(Saved entries)

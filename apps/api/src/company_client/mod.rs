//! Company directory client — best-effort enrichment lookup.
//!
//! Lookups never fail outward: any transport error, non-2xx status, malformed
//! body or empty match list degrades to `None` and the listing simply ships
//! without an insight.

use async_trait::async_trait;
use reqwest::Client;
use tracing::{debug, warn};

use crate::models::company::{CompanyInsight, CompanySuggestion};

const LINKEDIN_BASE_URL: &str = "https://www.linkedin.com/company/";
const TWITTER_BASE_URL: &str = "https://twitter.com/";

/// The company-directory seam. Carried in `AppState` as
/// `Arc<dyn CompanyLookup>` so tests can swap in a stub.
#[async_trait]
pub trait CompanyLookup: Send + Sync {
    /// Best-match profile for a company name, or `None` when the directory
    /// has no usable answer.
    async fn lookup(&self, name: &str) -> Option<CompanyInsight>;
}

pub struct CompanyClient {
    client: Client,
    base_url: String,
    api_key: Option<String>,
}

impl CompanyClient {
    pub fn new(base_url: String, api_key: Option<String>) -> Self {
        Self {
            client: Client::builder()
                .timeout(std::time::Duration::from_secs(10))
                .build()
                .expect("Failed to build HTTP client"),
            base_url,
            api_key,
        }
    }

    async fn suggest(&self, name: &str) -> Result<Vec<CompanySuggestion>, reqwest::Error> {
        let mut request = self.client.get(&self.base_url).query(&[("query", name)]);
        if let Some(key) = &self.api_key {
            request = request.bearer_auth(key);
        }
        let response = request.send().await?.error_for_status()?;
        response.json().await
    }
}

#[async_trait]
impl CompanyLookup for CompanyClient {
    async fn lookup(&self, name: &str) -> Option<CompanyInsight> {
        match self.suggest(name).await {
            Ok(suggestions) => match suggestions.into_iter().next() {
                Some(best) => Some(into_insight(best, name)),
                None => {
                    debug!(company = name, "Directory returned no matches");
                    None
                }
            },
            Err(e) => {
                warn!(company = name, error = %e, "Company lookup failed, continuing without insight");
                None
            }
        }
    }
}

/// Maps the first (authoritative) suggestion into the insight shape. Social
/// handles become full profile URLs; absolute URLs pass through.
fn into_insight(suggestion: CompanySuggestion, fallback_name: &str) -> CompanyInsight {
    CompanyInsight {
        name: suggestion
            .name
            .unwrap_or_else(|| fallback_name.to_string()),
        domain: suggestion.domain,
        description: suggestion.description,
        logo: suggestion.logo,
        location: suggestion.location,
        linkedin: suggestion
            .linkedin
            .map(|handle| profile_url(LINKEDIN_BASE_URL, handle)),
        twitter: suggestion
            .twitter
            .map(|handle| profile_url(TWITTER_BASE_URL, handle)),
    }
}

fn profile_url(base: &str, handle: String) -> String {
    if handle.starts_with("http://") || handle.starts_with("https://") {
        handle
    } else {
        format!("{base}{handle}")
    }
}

...

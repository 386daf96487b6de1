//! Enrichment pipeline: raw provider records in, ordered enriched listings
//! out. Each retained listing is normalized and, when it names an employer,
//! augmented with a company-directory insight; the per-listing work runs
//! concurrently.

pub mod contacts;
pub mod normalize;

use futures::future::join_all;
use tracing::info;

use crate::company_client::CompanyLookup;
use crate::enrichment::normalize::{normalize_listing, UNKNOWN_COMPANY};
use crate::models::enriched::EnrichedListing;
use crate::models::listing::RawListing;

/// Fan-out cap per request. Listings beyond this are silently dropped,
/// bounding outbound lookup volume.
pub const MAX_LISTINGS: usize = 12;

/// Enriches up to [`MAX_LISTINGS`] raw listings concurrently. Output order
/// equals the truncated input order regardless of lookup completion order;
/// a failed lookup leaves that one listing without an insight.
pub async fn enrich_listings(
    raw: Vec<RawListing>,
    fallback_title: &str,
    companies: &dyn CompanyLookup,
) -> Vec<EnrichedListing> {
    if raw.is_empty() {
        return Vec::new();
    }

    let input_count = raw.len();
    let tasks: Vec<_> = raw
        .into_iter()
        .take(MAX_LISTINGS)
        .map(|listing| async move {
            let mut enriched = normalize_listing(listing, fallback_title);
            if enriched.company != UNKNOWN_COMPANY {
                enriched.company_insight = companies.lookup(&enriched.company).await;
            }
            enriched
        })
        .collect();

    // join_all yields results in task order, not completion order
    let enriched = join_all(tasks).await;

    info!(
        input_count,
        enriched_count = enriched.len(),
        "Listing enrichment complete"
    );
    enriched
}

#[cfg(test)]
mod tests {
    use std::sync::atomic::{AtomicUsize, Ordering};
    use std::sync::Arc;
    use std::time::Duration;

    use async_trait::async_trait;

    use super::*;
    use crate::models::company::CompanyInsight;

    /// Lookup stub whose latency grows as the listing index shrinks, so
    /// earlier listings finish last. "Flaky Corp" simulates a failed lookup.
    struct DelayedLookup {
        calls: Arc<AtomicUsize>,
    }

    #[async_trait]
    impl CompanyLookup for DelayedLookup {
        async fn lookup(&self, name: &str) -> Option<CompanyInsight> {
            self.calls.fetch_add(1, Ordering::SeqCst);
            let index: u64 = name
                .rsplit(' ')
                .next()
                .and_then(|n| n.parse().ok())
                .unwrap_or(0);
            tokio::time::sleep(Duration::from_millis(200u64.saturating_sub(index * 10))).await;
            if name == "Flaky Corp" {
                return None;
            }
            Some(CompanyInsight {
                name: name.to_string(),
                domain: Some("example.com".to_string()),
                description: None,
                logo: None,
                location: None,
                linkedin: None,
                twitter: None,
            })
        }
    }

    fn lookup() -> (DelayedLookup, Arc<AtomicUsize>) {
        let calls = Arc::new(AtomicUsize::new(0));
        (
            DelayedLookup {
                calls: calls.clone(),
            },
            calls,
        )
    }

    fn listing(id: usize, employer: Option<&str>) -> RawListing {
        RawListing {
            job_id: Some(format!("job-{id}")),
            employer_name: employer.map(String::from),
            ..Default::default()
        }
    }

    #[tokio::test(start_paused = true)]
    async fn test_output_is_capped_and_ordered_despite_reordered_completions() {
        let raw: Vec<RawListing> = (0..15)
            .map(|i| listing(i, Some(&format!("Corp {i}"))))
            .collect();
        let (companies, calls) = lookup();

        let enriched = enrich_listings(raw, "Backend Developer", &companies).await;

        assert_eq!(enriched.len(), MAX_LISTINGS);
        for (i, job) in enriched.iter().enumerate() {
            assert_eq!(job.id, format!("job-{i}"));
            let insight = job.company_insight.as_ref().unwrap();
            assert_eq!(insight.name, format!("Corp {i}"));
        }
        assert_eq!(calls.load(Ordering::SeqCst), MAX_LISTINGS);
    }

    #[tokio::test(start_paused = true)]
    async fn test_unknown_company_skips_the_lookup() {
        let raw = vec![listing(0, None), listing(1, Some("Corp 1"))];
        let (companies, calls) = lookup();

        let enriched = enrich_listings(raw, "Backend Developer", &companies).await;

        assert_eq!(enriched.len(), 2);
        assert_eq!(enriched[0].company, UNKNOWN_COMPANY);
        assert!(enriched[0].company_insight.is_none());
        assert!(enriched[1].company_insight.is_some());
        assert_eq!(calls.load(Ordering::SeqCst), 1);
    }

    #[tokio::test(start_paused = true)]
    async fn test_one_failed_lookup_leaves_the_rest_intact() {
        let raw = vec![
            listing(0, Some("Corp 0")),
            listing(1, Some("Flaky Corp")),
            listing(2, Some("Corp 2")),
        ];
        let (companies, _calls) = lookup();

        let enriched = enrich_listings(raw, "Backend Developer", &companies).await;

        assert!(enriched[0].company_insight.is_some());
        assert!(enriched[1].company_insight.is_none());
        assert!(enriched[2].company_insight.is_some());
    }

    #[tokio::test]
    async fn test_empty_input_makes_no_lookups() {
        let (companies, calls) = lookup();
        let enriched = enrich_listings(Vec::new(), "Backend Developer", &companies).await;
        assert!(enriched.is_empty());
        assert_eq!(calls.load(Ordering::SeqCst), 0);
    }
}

...

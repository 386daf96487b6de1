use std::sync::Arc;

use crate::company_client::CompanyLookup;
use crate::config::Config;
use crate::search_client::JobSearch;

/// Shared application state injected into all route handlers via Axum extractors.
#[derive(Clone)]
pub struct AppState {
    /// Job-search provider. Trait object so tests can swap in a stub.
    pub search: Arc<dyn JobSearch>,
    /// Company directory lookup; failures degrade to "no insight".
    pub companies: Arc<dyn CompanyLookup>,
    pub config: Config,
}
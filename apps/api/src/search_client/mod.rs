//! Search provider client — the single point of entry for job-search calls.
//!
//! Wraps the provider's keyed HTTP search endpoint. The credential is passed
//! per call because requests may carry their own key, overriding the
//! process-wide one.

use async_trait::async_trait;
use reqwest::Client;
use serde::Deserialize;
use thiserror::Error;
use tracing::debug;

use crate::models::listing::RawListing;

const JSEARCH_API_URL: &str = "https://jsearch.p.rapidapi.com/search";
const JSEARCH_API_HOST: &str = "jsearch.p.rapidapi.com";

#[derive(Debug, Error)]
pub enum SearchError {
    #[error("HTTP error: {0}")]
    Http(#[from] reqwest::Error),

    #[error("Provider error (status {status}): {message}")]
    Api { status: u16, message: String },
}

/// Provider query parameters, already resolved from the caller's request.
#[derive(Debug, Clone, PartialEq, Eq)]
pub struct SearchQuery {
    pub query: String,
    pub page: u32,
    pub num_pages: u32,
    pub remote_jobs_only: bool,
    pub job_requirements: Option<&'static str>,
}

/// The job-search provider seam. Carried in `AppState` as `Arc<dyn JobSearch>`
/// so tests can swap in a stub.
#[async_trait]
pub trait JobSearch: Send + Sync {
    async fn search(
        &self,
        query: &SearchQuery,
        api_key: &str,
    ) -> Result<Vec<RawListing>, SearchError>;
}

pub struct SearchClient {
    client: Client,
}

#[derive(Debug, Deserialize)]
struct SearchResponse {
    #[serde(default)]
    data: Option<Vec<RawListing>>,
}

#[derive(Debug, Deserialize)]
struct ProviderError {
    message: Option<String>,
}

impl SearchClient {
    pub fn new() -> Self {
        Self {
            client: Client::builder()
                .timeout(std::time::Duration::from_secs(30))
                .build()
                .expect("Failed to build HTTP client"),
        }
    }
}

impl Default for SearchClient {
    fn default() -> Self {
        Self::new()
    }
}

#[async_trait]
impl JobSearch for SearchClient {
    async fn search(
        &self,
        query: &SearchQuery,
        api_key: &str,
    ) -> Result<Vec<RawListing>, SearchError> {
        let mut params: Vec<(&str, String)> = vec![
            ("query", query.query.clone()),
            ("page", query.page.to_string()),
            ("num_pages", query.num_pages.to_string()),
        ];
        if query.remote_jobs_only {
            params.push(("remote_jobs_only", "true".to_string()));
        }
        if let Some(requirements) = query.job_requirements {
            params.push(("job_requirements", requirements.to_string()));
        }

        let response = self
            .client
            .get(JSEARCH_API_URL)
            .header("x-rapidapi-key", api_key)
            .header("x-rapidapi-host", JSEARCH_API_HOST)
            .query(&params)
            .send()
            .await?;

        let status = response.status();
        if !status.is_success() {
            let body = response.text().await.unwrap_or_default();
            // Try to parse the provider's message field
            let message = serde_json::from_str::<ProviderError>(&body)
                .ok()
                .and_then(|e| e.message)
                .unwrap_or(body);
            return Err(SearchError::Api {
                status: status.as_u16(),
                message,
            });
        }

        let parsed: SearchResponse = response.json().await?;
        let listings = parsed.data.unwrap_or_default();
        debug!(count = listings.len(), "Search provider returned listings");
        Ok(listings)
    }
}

**Problem details:** Which lines in the records above include the word "SearchError"? Copy them out.

**Written answer:**
pub enum SearchError {
    ) -> Result<Vec<RawListing>, SearchError>;
    ) -> Result<Vec<RawListing>, SearchError> {
            return Err(SearchError::Api {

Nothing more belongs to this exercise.